The Named Entity Recognition (NER) subsystem in KAZU is designed to identify and extract named entities from text. It employs a multifaceted approach, integrating advanced transformer models, rule-based systems, and specialized algorithms for various entity types. The core flow involves initial entity detection by different NER steps, followed by a tokenized word processing stage to convert raw predictions into structured entities, and finally, an optional post-processing phase to refine the extracted entities. This modular design allows for flexibility in integrating diverse NER techniques and ensures robust entity extraction capabilities.
Components
TransformersNERStep
This component is a wrapper around Hugging Face's AutoModelForTokenClassification for Named Entity Recognition (NER). It handles tokenization, batch processing, and prediction using a sliding window approach for long documents. It also includes model optimization features like quantization and Torch Inductor. The raw predictions are then passed to a TokenizedWordProcessor for further processing into structured entities.
TokenizedWordProcessor
This component is responsible for post-processing the token-level predictions from a transformer model into meaningful entities.
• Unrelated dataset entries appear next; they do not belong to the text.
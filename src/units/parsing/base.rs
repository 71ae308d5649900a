
use crate::units::{Unit, UnitWithPower, CompositeUnit};
use crate::units::dimension::{BaseDimension, Dimension};

use thiserror::Error;

/// Resolves a single unit name, such as `km` or `ohm`, into a unit.
/// Products and powers of units are handled one level up, by
/// [`parse_composite_unit`](super::parse_composite_unit).
pub trait UnitParser<T> {
  fn parse_unit(&self, input: &str) -> Result<Unit<T>, UnitParserError>;

  /// The coherent SI unit of a base dimension. Every conversion goes
  /// through these.
  fn base_unit(&self, dimension: BaseDimension) -> Unit<T>;

  /// The coherent SI unit of an arbitrary dimension, such as `kg m / s`
  /// for momentum.
  fn base_composite_unit(&self, dimension: &Dimension) -> CompositeUnit<T> {
    CompositeUnit::new(
      dimension.components()
        .map(|(base, exponent)| UnitWithPower { unit: self.base_unit(base), exponent }),
    )
  }
}

#[derive(Debug, Clone, Error, PartialEq, Eq)]
#[error("Unknown unit '{input}'")]
pub struct UnitParserError {
  pub input: String,
}

impl UnitParserError {
  pub fn new(input: impl Into<String>) -> Self {
    Self { input: input.into() }
  }
}

impl<'a, P, T> UnitParser<T> for &'a P
where P: UnitParser<T> + ?Sized {
  fn parse_unit(&self, input: &str) -> Result<Unit<T>, UnitParserError> {
    (**self).parse_unit(input)
  }

  fn base_unit(&self, dimension: BaseDimension) -> Unit<T> {
    (**self).base_unit(dimension)
  }
}
pub mod refraction_angle_from_environments;
//! Constructors for calls to the built-in functions, and the table of
//! names the evaluator understands.

use super::Expr;
use super::var::Var;

use bitflags::bitflags;

bitflags! {
  #[derive(Debug, Default, Clone, Copy, PartialEq, Eq)]
  pub struct FunctionFlags: u32 {
    /// Functions with this flag require a dimensionless argument and
    /// produce a dimensionless result.
    const TRANSCENDENTAL = 0b0001;
    /// Functions with this flag are written infix by the printer.
    const INFIX = 0b0010;
    /// Functions with this flag act on vectors.
    const VECTOR = 0b0100;
  }
}

/// A function name known to the evaluator, with its arity (`None` for
/// variadic).
#[derive(Debug, Clone, Copy, PartialEq, Eq)]
pub struct BuiltinFunction {
  pub name: &'static str,
  pub arity: Option<usize>,
  pub flags: FunctionFlags,
}

pub const BUILTINS: &[BuiltinFunction] = &[
  BuiltinFunction { name: "+", arity: None, flags: FunctionFlags::INFIX },
  BuiltinFunction { name: "-", arity: Some(2), flags: FunctionFlags::INFIX },
  BuiltinFunction { name: "*", arity: None, flags: FunctionFlags::INFIX },
  BuiltinFunction { name: "/", arity: Some(2), flags: FunctionFlags::INFIX },
  BuiltinFunction { name: "^", arity: Some(2), flags: FunctionFlags::INFIX },
  BuiltinFunction { name: "negate", arity: Some(1), flags: FunctionFlags::empty() },
  BuiltinFunction { name: "sin", arity: Some(1), flags: FunctionFlags::TRANSCENDENTAL },
  BuiltinFunction { name: "cos", arity: Some(1), flags: FunctionFlags::TRANSCENDENTAL },
  BuiltinFunction { name: "tan", arity: Some(1), flags: FunctionFlags::TRANSCENDENTAL },
  BuiltinFunction { name: "asin", arity: Some(1), flags: FunctionFlags::TRANSCENDENTAL },
  BuiltinFunction { name: "acos", arity: Some(1), flags: FunctionFlags::TRANSCENDENTAL },
  BuiltinFunction { name: "atan", arity: Some(1), flags: FunctionFlags::TRANSCENDENTAL },
  BuiltinFunction { name: "exp", arity: Some(1), flags: FunctionFlags::TRANSCENDENTAL },
  BuiltinFunction { name: "ln", arity: Some(1), flags: FunctionFlags::TRANSCENDENTAL },
  BuiltinFunction { name: "sqrt", arity: Some(1), flags: FunctionFlags::empty() },
  BuiltinFunction { name: "vector", arity: Some(2), flags: FunctionFlags::VECTOR },
  BuiltinFunction { name: "dot", arity: Some(2), flags: FunctionFlags::VECTOR },
  BuiltinFunction { name: "diff", arity: Some(2), flags: FunctionFlags::empty() },
];

pub fn lookup_builtin(name: &str) -> Option<&'static BuiltinFunction> {
  BUILTINS.iter().find(|f| f.name == name)
}

pub fn sin(x: impl Into<Expr>) -> Expr {
  Expr::call("sin", vec![x.into()])
}

pub fn cos(x: impl Into<Expr>) -> Expr {
  Expr::call("cos", vec![x.into()])
}

pub fn tan(x: impl Into<Expr>) -> Expr {
  Expr::call("tan", vec![x.into()])
}

pub fn asin(x: impl Into<Expr>) -> Expr {
  Expr::call("asin", vec![x.into()])
}

pub fn acos(x: impl Into<Expr>) -> Expr {
  Expr::call("acos", vec![x.into()])
}

pub fn atan(x: impl Into<Expr>) -> Expr {
  Expr::call("atan", vec![x.into()])
}

pub fn exp(x: impl Into<Expr>) -> Expr {
  Expr::call("exp", vec![x.into()])
}

pub fn ln(x: impl Into<Expr>) -> Expr {
  Expr::call("ln", vec![x.into()])
}

pub fn sqrt(x: impl Into<Expr>) -> Expr {
  Expr::call("sqrt", vec![x.into()])
}

/// A two-dimensional vector with the given Cartesian components.
pub fn vector(x: impl Into<Expr>, y: impl Into<Expr>) -> Expr {
  Expr::call("vector", vec![x.into(), y.into()])
}

/// The scalar product of two vectors.
pub fn dot(a: impl Into<Expr>, b: impl Into<Expr>) -> Expr {
  Expr::call("dot", vec![a.into(), b.into()])
}

/// The (unevaluated) derivative of `expr` with respect to `var`.
pub fn diff(expr: impl Into<Expr>, var: &Var) -> Expr {
  Expr::call("diff", vec![expr.into(), Expr::from(var)])
}
//! Helpers for manipulating expressions algebraically.

pub mod formula;
pub mod root_finding;

use crate::expr::Expr;
use crate::expr::evaluator::{EvalError, evaluate_scalar};
use crate::expr::substitution::Substitution;
use crate::expr::var::Var;
use crate::quantity::Quantity;

/// An expression, being treated as a real function of one
/// dimensionless argument. Every other variable takes its value from
/// a fixed substitution.
#[derive(Debug, Clone)]
pub struct ExprFunction {
  expr: Expr,
  var: Var,
  bindings: Substitution,
}

impl ExprFunction {
  pub fn new(expr: Expr, var: Var, bindings: Substitution) -> ExprFunction {
    ExprFunction { expr, var, bindings }
  }

  pub fn expr(&self) -> &Expr {
    &self.expr
  }

  fn eval_at_quantity(&self, value: Quantity) -> Result<Quantity, EvalError> {
    let bindings = self.bindings.clone().with(&self.var, value);
    evaluate_scalar(&self.expr, &bindings)
  }

  /// Evaluates the function at the given position, returning the
  /// value of the result in SI base units.
  pub fn eval_at_real(&self, value: f64) -> Result<f64, EvalError> {
    self.eval_at_quantity(Quantity::dimensionless(value)).map(|q| q.value())
  }
}

#[cfg(test)]
mod tests {
  use super::*;
  use crate::units::dimension::named;

  use num::pow::Pow;

  #[test]
  fn test_expr_function() {
    let expr = Expr::var("k").unwrap() * Expr::var("x").unwrap().pow(2_i64);
    let bindings = Substitution::new().with(Var::new("k").unwrap(), Quantity::parse("2 m").unwrap());
    let f = ExprFunction::new(expr, Var::new("x").unwrap(), bindings);
    assert_eq!(f.eval_at_real(3.0), Ok(18.0));
    assert_eq!(f.eval_at_quantity(Quantity::dimensionless(1.0)), Ok(Quantity::from_base(2.0, named::LENGTH)));
  }
}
It uses SpanFinder (either SimpleSpanFinder or MultilabelSpanFinder depending on the configuration) to identify entity spans from tokenized words and then converts these spans into Entity objects, handling offset calculations and optional suffix stripping.
Referenced Source Code
LLMNERStep
This component leverages Large Language Models (LLMs) for Named Entity Recognition. It defines how to interact with an LLM (e.g., Vertex AI) to extract entities based on provided prompts and examples. It handles the parsing of LLM responses into structured entities.
SpacyNerStep
This component integrates spaCy for Named Entity Recognition. It allows the use of pre-trained spaCy models to identify entities within text. It's a simpler NER approach compared to transformer models, often used for its speed and efficiency.
OpsinStep
This component utilizes OPSIN (Open Parser for Systematic IUPAC Nomenclature) to identify and parse chemical names into chemical structures. It's a specialized NER step for chemical entities, converting systematic chemical nomenclature into standardized representations.
SethStep
This component implements the Seth algorithm for identifying and normalizing gene and protein mentions in text. It's a rule-based or dictionary-based NER approach specifically tailored for biological entities.
GLiNERStep
This component integrates GLiNER (General-purpose Language-Independent Named Entity Recognition) for NER. It's designed to be a flexible and language-agnostic NER solution, potentially using different scoring mechanisms for conflict resolution.
EntityPostProcessing
This component provides various post-processing functionalities for refining extracted entities. This includes splitting entities based on conjunction patterns or numerical list patterns, which helps in correcting over-segmented or under-segmented entities.
PredictionScriptMain
This component serves as the main entry point for running predictions using a pre-trained Hugging Face token classification model within the KAZU framework. It initializes the TransformersModelForTokenClassificationNerStep and TokenizedWordProcessor, sets up a processing pipeline, and applies it to input documents.
Referenced Source Code
TrainingProcess
This component encapsulates the logic for training a multi-label Named Entity Recognition (NER) model. It interacts with the TransformersNERStep and TokenizedWordProcessor to prepare data, train the model, and process documents during the training phase.
EvaluationProcess
This component represents the main entry point for evaluating the performance of a Named Entity Recognition (NER) model. Similar to the prediction script, it utilizes the TransformersNERStep and TokenizedWordProcessor to process documents and generate predictions for evaluation.